===== Data

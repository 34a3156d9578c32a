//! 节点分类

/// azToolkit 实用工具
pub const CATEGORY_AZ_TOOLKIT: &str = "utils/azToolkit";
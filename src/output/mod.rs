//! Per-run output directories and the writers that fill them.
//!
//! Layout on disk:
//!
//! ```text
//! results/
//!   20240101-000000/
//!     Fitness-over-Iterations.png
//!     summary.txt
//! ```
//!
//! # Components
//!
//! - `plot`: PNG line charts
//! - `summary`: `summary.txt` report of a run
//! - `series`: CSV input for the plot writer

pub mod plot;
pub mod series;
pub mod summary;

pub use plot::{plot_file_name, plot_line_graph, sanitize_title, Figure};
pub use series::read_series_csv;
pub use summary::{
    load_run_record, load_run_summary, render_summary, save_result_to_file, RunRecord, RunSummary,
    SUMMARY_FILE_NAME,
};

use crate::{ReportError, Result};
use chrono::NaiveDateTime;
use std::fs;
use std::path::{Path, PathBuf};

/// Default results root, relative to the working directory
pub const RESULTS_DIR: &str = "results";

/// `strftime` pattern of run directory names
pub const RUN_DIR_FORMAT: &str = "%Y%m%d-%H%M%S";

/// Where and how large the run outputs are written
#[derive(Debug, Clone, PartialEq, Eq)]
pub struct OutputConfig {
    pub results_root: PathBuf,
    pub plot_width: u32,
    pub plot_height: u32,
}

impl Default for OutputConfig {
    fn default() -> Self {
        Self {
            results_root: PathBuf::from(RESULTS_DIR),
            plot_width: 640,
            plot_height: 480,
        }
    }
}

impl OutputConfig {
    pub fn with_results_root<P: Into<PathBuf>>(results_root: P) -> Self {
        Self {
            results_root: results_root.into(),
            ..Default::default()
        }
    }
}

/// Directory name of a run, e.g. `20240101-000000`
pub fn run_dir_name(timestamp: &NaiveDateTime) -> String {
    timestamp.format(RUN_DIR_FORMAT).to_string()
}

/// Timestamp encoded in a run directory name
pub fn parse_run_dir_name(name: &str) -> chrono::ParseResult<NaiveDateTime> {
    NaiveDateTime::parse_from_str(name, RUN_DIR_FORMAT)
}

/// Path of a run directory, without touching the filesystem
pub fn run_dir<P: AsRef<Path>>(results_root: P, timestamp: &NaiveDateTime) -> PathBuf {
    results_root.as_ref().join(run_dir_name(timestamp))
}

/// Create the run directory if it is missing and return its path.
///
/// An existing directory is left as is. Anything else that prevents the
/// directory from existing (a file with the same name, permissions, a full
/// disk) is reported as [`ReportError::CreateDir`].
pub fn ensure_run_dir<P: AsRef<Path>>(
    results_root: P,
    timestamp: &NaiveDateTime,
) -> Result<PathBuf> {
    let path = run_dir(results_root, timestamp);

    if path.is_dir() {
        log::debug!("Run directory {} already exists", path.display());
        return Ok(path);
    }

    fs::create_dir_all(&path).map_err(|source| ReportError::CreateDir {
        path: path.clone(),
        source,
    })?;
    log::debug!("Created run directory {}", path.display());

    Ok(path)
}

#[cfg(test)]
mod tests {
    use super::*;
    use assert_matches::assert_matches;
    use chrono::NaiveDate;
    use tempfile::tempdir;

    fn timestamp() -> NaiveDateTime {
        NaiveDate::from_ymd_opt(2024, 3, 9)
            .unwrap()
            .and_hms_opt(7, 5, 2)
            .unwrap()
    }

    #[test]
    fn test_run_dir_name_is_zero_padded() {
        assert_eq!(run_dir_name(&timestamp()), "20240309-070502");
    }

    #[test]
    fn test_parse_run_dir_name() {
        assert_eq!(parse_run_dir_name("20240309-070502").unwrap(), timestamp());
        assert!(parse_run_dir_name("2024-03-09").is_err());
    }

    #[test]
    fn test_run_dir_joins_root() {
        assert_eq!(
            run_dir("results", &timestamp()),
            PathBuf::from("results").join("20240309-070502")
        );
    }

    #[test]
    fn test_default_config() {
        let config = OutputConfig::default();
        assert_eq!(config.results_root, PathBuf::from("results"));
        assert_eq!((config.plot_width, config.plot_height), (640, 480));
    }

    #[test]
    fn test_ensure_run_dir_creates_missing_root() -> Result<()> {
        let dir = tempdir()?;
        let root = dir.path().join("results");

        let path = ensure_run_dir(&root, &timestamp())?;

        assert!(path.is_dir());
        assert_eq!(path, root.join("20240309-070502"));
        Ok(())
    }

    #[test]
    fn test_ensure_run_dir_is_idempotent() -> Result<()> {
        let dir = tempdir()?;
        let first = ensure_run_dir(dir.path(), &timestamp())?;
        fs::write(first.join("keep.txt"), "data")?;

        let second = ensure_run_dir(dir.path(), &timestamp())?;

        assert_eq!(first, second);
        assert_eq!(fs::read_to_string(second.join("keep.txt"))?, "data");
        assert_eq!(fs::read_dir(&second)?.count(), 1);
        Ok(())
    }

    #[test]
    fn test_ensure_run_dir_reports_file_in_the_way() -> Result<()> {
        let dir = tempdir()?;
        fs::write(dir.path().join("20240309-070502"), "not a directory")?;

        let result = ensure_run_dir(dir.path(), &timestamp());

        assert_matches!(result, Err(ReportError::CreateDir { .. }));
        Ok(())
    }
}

==========

◆ **Exercise**
Output the listing above exactly as it appears.

◆ **Result below**
repository 34a3156d9578c32a
//! 节点分类

/// azToolkit 实用工具
pub const CATEGORY_AZ_TOOLKIT: &str = "utils/azToolkit";
filename src/output/mod.rs
//! Per-run output directories and the writers that fill them.
//!
//! Layout on disk:
//!
//! ```text
//! results/
//!   20240101-000000/
//!     Fitness-over-Iterations.png
//!     summary.txt
//! ```
//!
//! # Components
//!
//! - `plot`: PNG line charts
//! - `summary`: `summary.txt` report of a run
//! - `series`: CSV input for the plot writer

pub mod plot;
pub mod series;
pub mod summary;

pub use plot::{plot_file_name, plot_line_graph, sanitize_title, Figure};
pub use series::read_series_csv;
pub use summary::{
    load_run_record, load_run_summary, render_summary, save_result_to_file, RunRecord, RunSummary,
    SUMMARY_FILE_NAME,
};

use crate::{ReportError, Result};
use chrono::NaiveDateTime;
use std::fs;
use std::path::{Path, PathBuf};

/// Default results root, relative to the working directory
pub const RESULTS_DIR: &str = "results";

/// `strftime` pattern of run directory names
pub const RUN_DIR_FORMAT: &str = "%Y%m%d-%H%M%S";

/// Where and how large the run outputs are written
#[derive(Debug, Clone, PartialEq, Eq)]
pub struct OutputConfig {
    pub results_root: PathBuf,
    pub plot_width: u32,
    pub plot_height: u32,
}

impl Default for OutputConfig {
    fn default() -> Self {
        Self {
            results_root: PathBuf::from(RESULTS_DIR),
            plot_width: 640,
            plot_height: 480,
        }
    }
}

impl OutputConfig {
    pub fn with_results_root<P: Into<PathBuf>>(results_root: P) -> Self {
        Self {
            results_root: results_root.into(),
            ..Default::default()
        }
    }
}

/// Directory name of a run, e.g. `20240101-000000`
pub fn run_dir_name(timestamp: &NaiveDateTime) -> String {
    timestamp.format(RUN_DIR_FORMAT).to_string()
}

/// Timestamp encoded in a run directory name
pub fn parse_run_dir_name(name: &str) -> chrono::ParseResult<NaiveDateTime> {
    NaiveDateTime::parse_from_str(name, RUN_DIR_FORMAT)
}

/// Path of a run directory, without touching the filesystem
pub fn run_dir<P: AsRef<Path>>(results_root: P, timestamp: &NaiveDateTime) -> PathBuf {
    results_root.as_ref().join(run_dir_name(timestamp))
}

/// Create the run directory if it is missing and return its path.
///
/// An existing directory is left as is. Anything else that prevents the
/// directory from existing (a file with the same name, permissions, a full
/// disk) is reported as [`ReportError::CreateDir`].
pub fn ensure_run_dir<P: AsRef<Path>>(
    results_root: P,
    timestamp: &NaiveDateTime,
) -> Result<PathBuf> {
    let path = run_dir(results_root, timestamp);

    if path.is_dir() {
        log::debug!("Run directory {} already exists", path.display());
        return Ok(path);
    }

    fs::create_dir_all(&path).map_err(|source| ReportError::CreateDir {
        path: path.clone(),
        source,
    })?;
    log::debug!("Created run directory {}", path.display());

    Ok(path)
}

#[cfg(test)]
mod tests {
    use super::*;
    use assert_matches::assert_matches;
    use chrono::NaiveDate;
    use tempfile::tempdir;

    fn timestamp() -> NaiveDateTime {
        NaiveDate::from_ymd_opt(2024, 3, 9)
            .unwrap()
            .and_hms_opt(7, 5, 2)
            .unwrap()
    }

    #[test]
    fn test_run_dir_name_is_zero_padded() {
        assert_eq!(run_dir_name(&timestamp()), "20240309-070502");
    }

    #[test]
    fn test_parse_run_dir_name() {
        assert_eq!(parse_run_dir_name("20240309-070502").unwrap(), timestamp());
        assert!(parse_run_dir_name("2024-03-09").is_err());
    }

    #[test]
    fn test_run_dir_joins_root() {
        assert_eq!(
            run_dir("results", &timestamp()),
            PathBuf::from("results").join("20240309-070502")
        );
    }

    #[test]
    fn test_default_config() {
        let config = OutputConfig::default();
        assert_eq!(config.results_root, PathBuf::from("results"));
        assert_eq!((config.plot_width, config.plot_height), (640, 480));
    }

    #[test]
    fn test_ensure_run_dir_creates_missing_root() -> Result<()> {
        let dir = tempdir()?;
        let root = dir.path().join("results");

        let path = ensure_run_dir(&root, &timestamp())?;

        assert!(path.is_dir());
        assert_eq!(path, root.join("20240309-070502"));
        Ok(())
    }

    #[test]
    fn test_ensure_run_dir_is_idempotent() -> Result<()> {
        let dir = tempdir()?;
        let first = ensure_run_dir(dir.path(), &timestamp())?;
        fs::write(first.join("keep.txt"), "data")?;

        let second = ensure_run_dir(dir.path(), &timestamp())?;

        assert_eq!(first, second);
        assert_eq!(fs::read_to_string(second.join("keep.txt"))?, "data");
        assert_eq!(fs::read_dir(&second)?.count(), 1);
        Ok(())
    }

    #[test]
    fn test_ensure_run_dir_reports_file_in_the_way() -> Result<()> {
        let dir = tempdir()?;
        fs::write(dir.path().join("20240309-070502"), "not a directory")?;

        let result = ensure_run_dir(dir.path(), &timestamp());

        assert_matches!(result, Err(ReportError::CreateDir { .. }));
        Ok(())
    }
}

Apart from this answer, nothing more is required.